Web 2.0 summits have long been respected for bringing bright minds together to explore what’s working and what’s next in technology. The man behind the summits, Tim O’Reilly, hosted the first Gov 2.0 Summit in Washington DC Sept 9-10. Two of us from team Chaordix went to check it out. O’Reilly framed the conference around the idea of government as a platform – not just a body that pushes policy at people.

O’Reilly talked about meeting government leaders that surprised him in terms of their intellect, passion and desire to truly do the right thing. I’ve had that same experience. O’Reilly challenged presenters and attendees to think of the move to “transparency in government” not just as enabling watchdogging of government activity but as a new opportunity for government and the private sector to better exchange services and data.
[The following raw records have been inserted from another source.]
// Event Envelope
//
// This module defines the standard event envelope used throughout Tasklane.
// All events follow a CloudEvents v1.0 shape: specversion, id, type, source,
// time, datacontenttype, data. The envelope id doubles as the idempotency key
// for every consumer; producers must never reuse one. The partition key is
// always the owning user id and is carried as publish metadata, not in the
// envelope body.

use chrono::{DateTime, Utc};
use serde::{Deserialize, Serialize};
use uuid::Uuid;

#[cfg(feature = "openapi")]
use utoipa::ToSchema;

use crate::task::TaskPriority;

// ============================================================================
// Event Type Constants
// ============================================================================

pub const TASK_CREATED: &str = "task.created";
pub const TASK_UPDATED: &str = "task.updated";
pub const TASK_COMPLETED: &str = "task.completed";
pub const TASK_DELETED: &str = "task.deleted";
pub const REMINDER_DUE: &str = "reminder.due";
pub const NOTIFICATION_SENT: &str = "notification.sent";
pub const NOTIFICATION_FAILED: &str = "notification.failed";

/// CloudEvents specification version emitted by every producer.
pub const SPEC_VERSION: &str = "1.0";

/// Content type of every serialized envelope body.
pub const CONTENT_TYPE: &str = "application/json";

// Producer source paths
pub const SOURCE_TASKS: &str = "/api/tasks";
pub const SOURCE_SCHEDULER: &str = "/scheduler/reminders";
pub const SOURCE_NOTIFICATIONS: &str = "/notifications";
pub const SOURCE_RECURRENCE: &str = "/engine/recurrence";

// ============================================================================
// Envelope
// ============================================================================

/// CloudEvents-style envelope wrapping every message on the bus.
#[derive(Debug, Clone, Serialize, Deserialize)]
#[cfg_attr(feature = "openapi", derive(ToSchema))]
pub struct Envelope {
    pub specversion: String,
    pub id: Uuid,
    #[serde(rename = "type")]
    pub event_type: String,
    pub source: String,
    pub time: DateTime<Utc>,
    pub datacontenttype: String,
    pub data: EventData,
}

impl Envelope {
    /// Create a new envelope with a fresh id and the current time.
    ///
    /// The event type string is derived from the payload variant.
    pub fn new(source: impl Into<String>, data: impl Into<EventData>) -> Self {
        let data = data.into();
        Self {
            specversion: SPEC_VERSION.to_string(),
            id: Uuid::new_v4(),
            event_type: data.event_type().to_string(),
            source: source.into(),
            time: Utc::now(),
            datacontenttype: CONTENT_TYPE.to_string(),
            data,
        }
    }

    /// Create an envelope with an explicit id (for replay/testing).
    pub fn with_id(id: Uuid, source: impl Into<String>, data: impl Into<EventData>) -> Self {
        let data = data.into();
        Self {
            specversion: SPEC_VERSION.to_string(),
            id,
            event_type: data.event_type().to_string(),
            source: source.into(),
            time: Utc::now(),
            datacontenttype: CONTENT_TYPE.to_string(),
            data,
        }
    }

    /// The partition key for this envelope: always the owning user id.
    pub fn partition_key(&self) -> &str {
        self.data.user_id()
    }

    pub fn is_task_event(&self) -> bool {
        self.event_type.starts_with("task.")
    }

    pub fn is_notification_event(&self) -> bool {
        self.event_type.starts_with("notification.")
    }
}

// ============================================================================
// Payload Types
// ============================================================================

#[derive(Debug, Clone, Serialize, Deserialize)]
#[cfg_attr(feature = "openapi", derive(ToSchema))]
pub struct TaskCreatedData {
    pub task_id: Uuid,
    pub user_id: String,
    pub title: String,
    pub description: String,
    #[serde(skip_serializing_if = "Option::is_none")]
    pub due_date: Option<DateTime<Utc>>,
    pub priority: TaskPriority,
    pub is_complete: bool,
    pub tags: Vec<String>,
    #[serde(skip_serializing_if = "Option::is_none")]
    pub recurrence_id: Option<Uuid>,
    #[serde(skip_serializing_if = "Option::is_none")]
    pub parent_task_id: Option<Uuid>,
    #[serde(skip_serializing_if = "Option::is_none")]
    pub reminder_offset_minutes: Option<i64>,
}

/// Field-level change set for task.updated events: field name to {old, new}.
#[derive(Debug, Clone, Serialize, Deserialize)]
#[cfg_attr(feature = "openapi", derive(ToSchema))]
pub struct TaskUpdatedData {
    pub task_id: Uuid,
    pub user_id: String,
    pub changes: serde_json::Value,
    pub current_state: serde_json::Value,
}

#[derive(Debug, Clone, Serialize, Deserialize)]
#[cfg_attr(feature = "openapi", derive(ToSchema))]
pub struct TaskCompletedData {
    pub task_id: Uuid,
    pub user_id: String,
    pub title: String,
    #[serde(skip_serializing_if = "Option::is_none")]
    pub due_date: Option<DateTime<Utc>>,
    pub priority: TaskPriority,
    pub tags: Vec<String>,
    #[serde(skip_serializing_if = "Option::is_none")]
    pub recurrence_id: Option<Uuid>,
    #[serde(skip_serializing_if = "Option::is_none")]
    pub parent_task_id: Option<Uuid>,
}

#[derive(Debug, Clone, Serialize, Deserialize)]
#[cfg_attr(feature = "openapi", derive(ToSchema))]
pub struct TaskDeletedData {
    pub task_id: Uuid,
    pub user_id: String,
    pub title: String,
}

#[derive(Debug, Clone, Serialize, Deserialize)]
#[cfg_attr(feature = "openapi", derive(ToSchema))]
pub struct ReminderDueData {
    pub reminder_id: Uuid,
    pub task_id: Uuid,
    pub user_id: String,
    pub task_title: String,
    pub task_due_date: DateTime<Utc>,
    pub delivery_channel: String,
    pub attempt: u32,
}

#[derive(Debug, Clone, Serialize, Deserialize)]
#[cfg_attr(feature = "openapi", derive(ToSchema))]
pub struct NotificationFailedData {
    pub notification_id: Uuid,
    pub reminder_id: Uuid,
    pub task_id: Uuid,
    pub user_id: String,
    pub channel: String,
    pub error: String,
    pub attempts: u32,
}

#[derive(Debug, Clone, Serialize, Deserialize)]
#[cfg_attr(feature = "openapi", derive(ToSchema))]
pub struct NotificationSentData {
    pub notification_id: Uuid,
    pub reminder_id: Uuid,
    pub task_id: Uuid,
    pub user_id: String,
    pub channel: String,
}

// ============================================================================
// EventData Enum
// ============================================================================

/// Type-specific payload of an envelope.
///
/// Serialized untagged: the envelope-level `type` field identifies the
/// variant on the wire. Variant order matters for deserialization; more
/// specific shapes are listed before shapes they structurally contain.
#[derive(Debug, Clone, Serialize, Deserialize)]
#[serde(untagged)]
#[cfg_attr(feature = "openapi", derive(ToSchema))]
pub enum EventData {
    TaskCreated(TaskCreatedData),
    TaskUpdated(TaskUpdatedData),
    ReminderDue(ReminderDueData),
    NotificationFailed(NotificationFailedData),
    NotificationSent(NotificationSentData),
    TaskCompleted(TaskCompletedData),
    TaskDeleted(TaskDeletedData),
}

impl EventData {
    pub fn event_type(&self) -> &'static str {
        match self {
            EventData::TaskCreated(_) => TASK_CREATED,
            EventData::TaskUpdated(_) => TASK_UPDATED,
            EventData::TaskCompleted(_) => TASK_COMPLETED,
            EventData::TaskDeleted(_) => TASK_DELETED,
            EventData::ReminderDue(_) => REMINDER_DUE,
            EventData::NotificationSent(_) => NOTIFICATION_SENT,
            EventData::NotificationFailed(_) => NOTIFICATION_FAILED,
        }
    }

    /// The owning user id, used as the partition key on every topic.
    pub fn user_id(&self) -> &str {
        match self {
            EventData::TaskCreated(d) => &d.user_id,
            EventData::TaskUpdated(d) => &d.user_id,
            EventData::TaskCompleted(d) => &d.user_id,
            EventData::TaskDeleted(d) => &d.user_id,
            EventData::ReminderDue(d) => &d.user_id,
            EventData::NotificationSent(d) => &d.user_id,
            EventData::NotificationFailed(d) => &d.user_id,
        }
    }

    /// The primary entity this event is about, as (entity_type, entity_id).
    pub fn entity(&self) -> (&'static str, Uuid) {
        match self {
            EventData::TaskCreated(d) => ("task", d.task_id),
            EventData::TaskUpdated(d) => ("task", d.task_id),
            EventData::TaskCompleted(d) => ("task", d.task_id),
            EventData::TaskDeleted(d) => ("task", d.task_id),
            EventData::ReminderDue(d) => ("reminder", d.reminder_id),
            EventData::NotificationSent(d) => ("reminder", d.reminder_id),
            EventData::NotificationFailed(d) => ("reminder", d.reminder_id),
        }
    }
}

impl From<TaskCreatedData> for EventData {
    fn from(data: TaskCreatedData) -> Self {
        EventData::TaskCreated(data)
    }
}

impl From<TaskUpdatedData> for EventData {
    fn from(data: TaskUpdatedData) -> Self {
        EventData::TaskUpdated(data)
    }
}

impl From<TaskCompletedData> for EventData {
    fn from(data: TaskCompletedData) -> Self {
        EventData::TaskCompleted(data)
    }
}

impl From<TaskDeletedData> for EventData {
    fn from(data: TaskDeletedData) -> Self {
        EventData::TaskDeleted(data)
    }
}

impl From<ReminderDueData> for EventData {
    fn from(data: ReminderDueData) -> Self {
        EventData::ReminderDue(data)
    }
}

impl From<NotificationSentData> for EventData {
    fn from(data: NotificationSentData) -> Self {
        EventData::NotificationSent(data)
    }
}

impl From<NotificationFailedData> for EventData {
    fn from(data: NotificationFailedData) -> Self {
        EventData::NotificationFailed(data)
    }
}

#[cfg(test)]
mod tests {
    use super::*;

    fn completed_data() -> TaskCompletedData {
        TaskCompletedData {
            task_id: Uuid::new_v4(),
            user_id: "user-1".to_string(),
            title: "write report".to_string(),
            due_date: None,
            priority: TaskPriority::Medium,
            tags: vec![],
            recurrence_id: None,
            parent_task_id: None,
        }
    }

    #[test]
    fn test_envelope_creation() {
        let event = Envelope::new(SOURCE_TASKS, completed_data());

        assert_eq!(event.specversion, "1.0");
        assert_eq!(event.event_type, "task.completed");
        assert_eq!(event.source, "/api/tasks");
        assert_eq!(event.partition_key(), "user-1");
        assert!(event.is_task_event());
    }

    #[test]
    fn test_envelope_roundtrip_preserves_variant() {
        let event = Envelope::new(SOURCE_TASKS, completed_data());
        let json = serde_json::to_string(&event).unwrap();
        let parsed: Envelope = serde_json::from_str(&json).unwrap();

        assert_eq!(parsed.id, event.id);
        assert_eq!(parsed.data.event_type(), "task.completed");
    }

    #[test]
    fn test_deleted_does_not_parse_as_completed() {
        let event = Envelope::new(
            SOURCE_TASKS,
            TaskDeletedData {
                task_id: Uuid::new_v4(),
                user_id: "user-2".to_string(),
                title: "old task".to_string(),
            },
        );
        let json = serde_json::to_string(&event).unwrap();
        let parsed: Envelope = serde_json::from_str(&json).unwrap();

        assert_eq!(parsed.data.event_type(), "task.deleted");
        assert_eq!(parsed.data.entity().0, "task");
    }

    #[test]
    fn test_notification_failed_carries_error() {
        let data = NotificationFailedData {
            notification_id: Uuid::new_v4(),
            reminder_id: Uuid::new_v4(),
            task_id: Uuid::new_v4(),
            user_id: "user-3".to_string(),
            channel: "in-app".to_string(),
            error: "connection refused".to_string(),
            attempts: 5,
        };
        let event = Envelope::new(SOURCE_NOTIFICATIONS, data);
        let json = serde_json::to_string(&event).unwrap();
        let parsed: Envelope = serde_json::from_str(&json).unwrap();

        assert_eq!(parsed.data.event_type(), "notification.failed");
        assert!(parsed.is_notification_event());
    }
}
Clay Shirky summed it up saying “the government needs to have a wholesale relationship with people, not retail.” Shirky used the Apps for Democracy community initiative as an example of getting it right. DC’s Office of the CTO offered up raw government data and invited residents and software developers to make something of it with apps to improve city service requests with $50,000 prize money up for grabs. The crowd contributed 47 web, iPhone and Facebook apps in 30 days. Contenders included apps like everyblock.com which let citizens see crime, construction and business license information by street address, the always popular pothole and more fix and monitor app FixMyCityDC, and the ultimate winner an Open 311 app that allows users to submit city service requests via iPhone (buy the app on iTunes) or as a Facebook app.

It was an interesting time to be in DC with Obama’s back to school address and speech on the US Healthcare Bill. It felt like people at the Summit, regardless of political stripes, were striving to be hopeful about possibilities for US govt openness. O’Reilly cast out the challenge ‘Could we get government to be smaller with an impact that’s bigger?” It’s an idea worth taking home to Canada.